Durante o tempo na família Liu, Shitou jamais comera um ovo. O terceiro filho dos Liu era estudante e as melhores comidas iam para ele ou para o filho do segundo filho, Xiaobao. Luo Ying, em sua antiga vida, era uma apreciadora de boa comida, mas ali só comia bolacha seca de sorgo, e ainda assim, nunca ficava satisfeita. Agora, com dois ovos nos bolinhos de milho, era a melhor refeição que tivera desde que chegara.
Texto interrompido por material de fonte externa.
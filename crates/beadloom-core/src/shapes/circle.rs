//! Circular pegboards.

use super::{Mask, mask_from_fn};
use kurbo::{Circle, Point};

/// Cells whose center lies within `min(cols, rows) / 2` of the box center.
pub(super) fn mask(cols: usize, rows: usize) -> Mask {
    let circle = Circle::new(
        Point::new(cols as f64 / 2.0, rows as f64 / 2.0),
        cols.min(rows) as f64 / 2.0,
    );
    let radius_sq = circle.radius * circle.radius;
    mask_from_fn(cols, rows, |p| (p - circle.center).hypot2() <= radius_sq)
}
Vendo o olhar de desejo de Shitou, Luo Ying sentiu o coração apertado. “Shitou, no futuro, vou trabalhar duro para que você coma bem todos os dias.”
— Yingzi! Shitou!
Ao ouvirem alguém chamar, os irmãos se levantaram. Era a vovó Li, da entrada da aldeia.
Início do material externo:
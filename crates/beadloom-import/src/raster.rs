//! RGBA rasters and decoding them from image files.

use crate::ConvertError;
use beadloom_core::MAX_GRID_DIMENSION;
use image::RgbaImage;
use image::imageops::FilterType;

/// Row-major RGBA8 pixels.
#[derive(Debug, Clone, PartialEq, Eq)]
pub struct Raster {
    pub width: usize,
    pub height: usize,
    pub data: Vec<u8>,
}

impl Raster {
    /// Build a raster, checking the buffer holds exactly `width * height` pixels.
    pub fn new(width: usize, height: usize, data: Vec<u8>) -> Result<Self, ConvertError> {
        let raster = Self {
            width,
            height,
            data,
        };
        raster.check_buffer()?;
        Ok(raster)
    }

    /// A raster filled with one color.
    pub fn filled(width: usize, height: usize, rgba: [u8; 4]) -> Self {
        Self {
            width,
            height,
            data: rgba.repeat(width * height),
        }
    }

    pub fn from_rgba_image(image: &RgbaImage) -> Self {
        Self {
            width: image.width() as usize,
            height: image.height() as usize,
            data: image.as_raw().clone(),
        }
    }

    pub(crate) fn check_buffer(&self) -> Result<(), ConvertError> {
        let expected = self.width * self.height * 4;
        if self.data.len() != expected {
            return Err(ConvertError::InvalidBuffer {
                expected,
                actual: self.data.len(),
            });
        }
        Ok(())
    }

    /// RGBA of the pixel at `(x, y)`.
    pub fn pixel(&self, x: usize, y: usize) -> Option<[u8; 4]> {
        if x >= self.width || y >= self.height {
            return None;
        }
        let i = (y * self.width + x) * 4;
        let px = self.data.get(i..i + 4)?;
        Some([px[0], px[1], px[2], px[3]])
    }
}

/// Decode an encoded image (PNG, JPEG or WebP) and resample it to exactly
/// `cols` by `rows` pixels, one per bead.
pub fn load_raster(
    bytes: &[u8],
    cols: usize,
    rows: usize,
    filter: FilterType,
) -> Result<Raster, ConvertError> {
    load_raster_with_limit(bytes, cols, rows, MAX_GRID_DIMENSION, filter)
}

/// [`load_raster`] with a caller-supplied bound on `cols` and `rows`.
pub fn load_raster_with_limit(
    bytes: &[u8],
    cols: usize,
    rows: usize,
    max_dimension: usize,
    filter: FilterType,
) -> Result<Raster, ConvertError> {
    if cols == 0 || rows == 0 || cols > max_dimension || rows > max_dimension {
        return Err(ConvertError::TooLarge {
            cols,
            rows,
            max: max_dimension,
        });
    }
    let image = image::load_from_memory(bytes).map_err(|e| ConvertError::Decode(e.to_string()))?;
    log::debug!(
        "Decoded {}x{} image, resampling to {}x{}",
        image.width(),
        image.height(),
        cols,
        rows
    );
    let resized = image.resize_exact(cols as u32, rows as u32, filter).to_rgba8();
    Ok(Raster::from_rgba_image(&resized))
}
— Ouvi o que aconteceu com vocês hoje. Trouxe algumas roupas velhas e uns quilos de batata-doce. A casa está difícil, não tenho muito, mas espero que seja útil...
— Vovó Li, nós não temos nada. A senhora nos ajuda num momento de dificuldade, como poderíamos reclamar? Seremos sempre gratos — Luo Ying sabia que vovó Li estava retribuindo por tê-la carregado nos ombros para casa, quando ela teve uma crise de hipoglicemia no campo dias atrás.
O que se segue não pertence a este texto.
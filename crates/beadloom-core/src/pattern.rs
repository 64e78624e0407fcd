//! Patterns, multi-part groups and dimension guides.

use crate::color::{BeadColor, BeadPalette, ColorId, PaletteId};
use crate::grid::{Grid, create_empty_grid, is_grid_rectangular};
use crate::shapes::{PegboardShape, ShapeId};
use serde::{Deserialize, Serialize};
use std::time::{SystemTime, UNIX_EPOCH};
use uuid::Uuid;

pub type PatternId = String;
pub type GroupId = String;
pub type PartId = String;
pub type GuideId = String;

/// Milliseconds since the Unix epoch.
pub fn now_millis() -> u64 {
    SystemTime::now()
        .duration_since(UNIX_EPOCH)
        .map(|d| d.as_millis() as u64)
        .unwrap_or(0)
}

/// One bead grid drawn on a pegboard shape with a palette.
#[derive(Debug, Clone, PartialEq, Serialize, Deserialize)]
#[serde(rename_all = "camelCase")]
pub struct BeadPattern {
    pub id: PatternId,
    pub name: String,
    pub shape_id: ShapeId,
    pub cols: usize,
    pub rows: usize,
    pub palette_id: PaletteId,
    /// Colors enabled for painting. `None` means the whole palette.
    #[serde(default, skip_serializing_if = "Option::is_none")]
    pub active_color_ids: Option<Vec<ColorId>>,
    #[serde(default, skip_serializing_if = "Option::is_none")]
    pub belongs_to_group_id: Option<GroupId>,
    #[serde(default, skip_serializing_if = "Option::is_none")]
    pub belongs_to_part_id: Option<PartId>,
    pub grid: Grid,
    pub created_at: u64,
    pub updated_at: u64,
}

impl BeadPattern {
    /// Create a pattern sized to `shape`. Without a grid an empty one is made.
    pub fn new(
        name: impl Into<String>,
        shape: &PegboardShape,
        palette_id: impl Into<PaletteId>,
        grid: Option<Grid>,
    ) -> Self {
        let now = now_millis();
        Self {
            id: Uuid::new_v4().to_string(),
            name: name.into(),
            shape_id: shape.id.clone(),
            cols: shape.cols,
            rows: shape.rows,
            palette_id: palette_id.into(),
            active_color_ids: None,
            belongs_to_group_id: None,
            belongs_to_part_id: None,
            grid: grid.unwrap_or_else(|| create_empty_grid(shape.cols, shape.rows)),
            created_at: now,
            updated_at: now,
        }
    }

    /// Apply a partial update. `updated_at` is always refreshed.
    pub fn apply(&mut self, update: PatternUpdate) {
        let PatternUpdate {
            name,
            shape_id,
            cols,
            rows,
            palette_id,
            active_color_ids,
            belongs_to_group_id,
            belongs_to_part_id,
            grid,
        } = update;

        if let Some(name) = name {
            self.name = name;
        }
        if let Some(shape_id) = shape_id {
            self.shape_id = shape_id;
        }
        if let Some(cols) = cols {
            self.cols = cols;
        }
        if let Some(rows) = rows {
            self.rows = rows;
        }
        if let Some(palette_id) = palette_id {
            self.palette_id = palette_id;
        }
        if let Some(active) = active_color_ids {
            self.active_color_ids = active;
        }
        if let Some(group) = belongs_to_group_id {
            self.belongs_to_group_id = group;
        }
        if let Some(part) = belongs_to_part_id {
            self.belongs_to_part_id = part;
        }
        if let Some(grid) = grid {
            self.grid = grid;
        }
        self.updated_at = now_millis().max(self.updated_at);
    }

    /// The colors a user may paint with.
    pub fn active_colors<'a>(&self, palette: &'a BeadPalette) -> Vec<&'a BeadColor> {
        match &self.active_color_ids {
            Some(ids) => ids.iter().filter_map(|id| palette.color(id)).collect(),
            None => palette.colors.iter().collect(),
        }
    }

    pub fn is_color_active(&self, id: &str) -> bool {
        match &self.active_color_ids {
            Some(ids) => ids.iter().any(|a| a == id),
            None => true,
        }
    }
}

/// Partial pattern update. `None` leaves a field alone; for optional fields
/// `Some(None)` clears them.
#[derive(Debug, Clone, Default, PartialEq)]
pub struct PatternUpdate {
    pub name: Option<String>,
    pub shape_id: Option<ShapeId>,
    pub cols: Option<usize>,
    pub rows: Option<usize>,
    pub palette_id: Option<PaletteId>,
    pub active_color_ids: Option<Option<Vec<ColorId>>>,
    pub belongs_to_group_id: Option<Option<GroupId>>,
    pub belongs_to_part_id: Option<Option<PartId>>,
    pub grid: Option<Grid>,
}

impl PatternUpdate {
    pub fn grid(grid: Grid) -> Self {
        Self {
            grid: Some(grid),
            ..Self::default()
        }
    }

    pub fn name(name: impl Into<String>) -> Self {
        Self {
            name: Some(name.into()),
            ..Self::default()
        }
    }

    pub fn active_colors(ids: Option<Vec<ColorId>>) -> Self {
        Self {
            active_color_ids: Some(ids),
            ..Self::default()
        }
    }
}

/// Check the pattern's grid against its declared `cols`/`rows`.
pub fn is_pattern_grid_rectangular(pattern: &BeadPattern) -> bool {
    is_grid_rectangular(&pattern.grid, pattern.cols, pattern.rows)
}

/// Check that a pattern has the same dimensions as a shape.
pub fn is_pattern_compatible_with_shape(pattern: &BeadPattern, shape: &PegboardShape) -> bool {
    pattern.cols == shape.cols && pattern.rows == shape.rows
}

/// A named slot in a group, referring to a pattern.
#[derive(Debug, Clone, PartialEq, Eq, Serialize, Deserialize)]
#[serde(rename_all = "camelCase")]
pub struct PatternPart {
    pub id: PartId,
    pub name: String,
    pub pattern_id: PatternId,
}

impl PatternPart {
    pub fn new(name: impl Into<String>, pattern_id: impl Into<PatternId>) -> Self {
        Self {
            id: Uuid::new_v4().to_string(),
            name: name.into(),
            pattern_id: pattern_id.into(),
        }
    }
}

#[derive(Debug, Clone, Copy, PartialEq, Eq, Hash, Serialize, Deserialize)]
#[serde(rename_all = "lowercase")]
pub enum GuideAxis {
    Horizontal,
    Vertical,
}

#[derive(Debug, Clone, Copy, PartialEq, Eq, Hash, Serialize, Deserialize)]
#[serde(rename_all = "lowercase")]
pub enum GuideReference {
    Top,
    Bottom,
    Left,
    Right,
}

/// An alignment line `cells` cells away from one edge, shared by every part
/// of a group.
#[derive(Debug, Clone, PartialEq, Eq, Serialize, Deserialize)]
pub struct DimensionGuide {
    pub id: GuideId,
    pub label: String,
    pub axis: GuideAxis,
    pub reference: GuideReference,
    pub cells: u32,
}

impl DimensionGuide {
    pub fn new(
        label: impl Into<String>,
        axis: GuideAxis,
        reference: GuideReference,
        cells: u32,
    ) -> Self {
        Self {
            id: Uuid::new_v4().to_string(),
            label: label.into(),
            axis,
            reference,
            cells,
        }
    }

    /// Line index within a pattern of the given size, counted from the top
    /// (horizontal) or left (vertical) edge and clamped to the pattern.
    pub fn resolve(&self, cols: usize, rows: usize) -> usize {
        let cells = self.cells as usize;
        match self.reference {
            GuideReference::Top | GuideReference::Left => {
                let extent = if self.reference == GuideReference::Top { rows } else { cols };
                cells.min(extent)
            }
            GuideReference::Bottom => rows.saturating_sub(cells),
            GuideReference::Right => cols.saturating_sub(cells),
        }
    }
}

/// Group-level notes and guides for 3D assemblies.
#[derive(Debug, Clone, Default, PartialEq, Eq, Serialize, Deserialize)]
#[serde(rename_all = "camelCase")]
pub struct AssemblyMetadata {
    #[serde(default, skip_serializing_if = "Option::is_none")]
    pub notes: Option<String>,
    #[serde(default, skip_serializing_if = "Option::is_none")]
    pub dimension_guides: Option<Vec<DimensionGuide>>,
}

/// A multi-part 3D assembly. Part order is significant.
#[derive(Debug, Clone, PartialEq, Eq, Serialize, Deserialize)]
#[serde(rename_all = "camelCase")]
pub struct PatternGroup {
    pub id: GroupId,
    pub name: String,
    pub parts: Vec<PatternPart>,
    #[serde(default, skip_serializing_if = "Option::is_none")]
    pub is_template: Option<bool>,
    #[serde(default, skip_serializing_if = "Option::is_none")]
    pub assembly_metadata: Option<AssemblyMetadata>,
}

impl PatternGroup {
    pub fn new(name: impl Into<String>) -> Self {
        Self {
            id: Uuid::new_v4().to_string(),
            name: name.into(),
            parts: Vec::new(),
            is_template: None,
            assembly_metadata: None,
        }
    }

    pub fn part(&self, part_id: &str) -> Option<&PatternPart> {
        self.parts.iter().find(|p| p.id == part_id)
    }

    /// Dimension guides, empty when there is no metadata.
    pub fn dimension_guides(&self) -> &[DimensionGuide] {
        self.assembly_metadata
            .as_ref()
            .and_then(|m| m.dimension_guides.as_deref())
            .unwrap_or(&[])
    }

    pub(crate) fn dimension_guides_mut(&mut self) -> &mut Vec<DimensionGuide> {
        self.assembly_metadata
            .get_or_insert_with(AssemblyMetadata::default)
            .dimension_guides
            .get_or_insert_with(Vec::new)
    }
}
— Yingzi, você é uma boa menina. Mas, no futuro, como vocês vão sobreviver? — Os olhos da velha se encheram de lágrimas ao pensar na situação dos irmãos.
— Não se preocupe, vovó Li. Não vamos morrer de fome.
Vovó Li, vendo o sorriso de Luo Ying, só conseguiu suspirar e ir embora. Sua família tinha pouca terra, mal dava para pagar os impostos e alimentar os filhos. Queria ajudar mais, mas não podia.
Olhando para as roupas velhas, Luo Ying percebeu que haviam sido remendadas e adaptadas, mas ao menos agora os irmãos tinham o que vestir. Os dez quilos de batata-doce eram feios, mas dariam para muitos dias.
— Mana, será que nossa mãe é mesmo nossa mãe? — Shitou, com os olhos vermelhos, perguntou.
Luo Ying não sabia o que dizer sobre Lin. Era mãe de sangue, mas tratava-os pior que um estranho. Shitou era pequeno, mas não tolo. Provavelmente, perguntou apenas por não conseguir entender.
— A partir de agora, eu cuido de você. Vai ser o irmão mais feliz do mundo.
Shitou, ouvindo isso, caiu no choro nos braços de Luo Ying, fazendo-a lacrimejar também.
— Não chore, não chore. Shitou é um homem, não pode chorar.
Só depois de muito consolo ele se acalmou. À noite, após tudo arrumado, os irmãos deitaram na cama de tábuas e dormiram profundamente.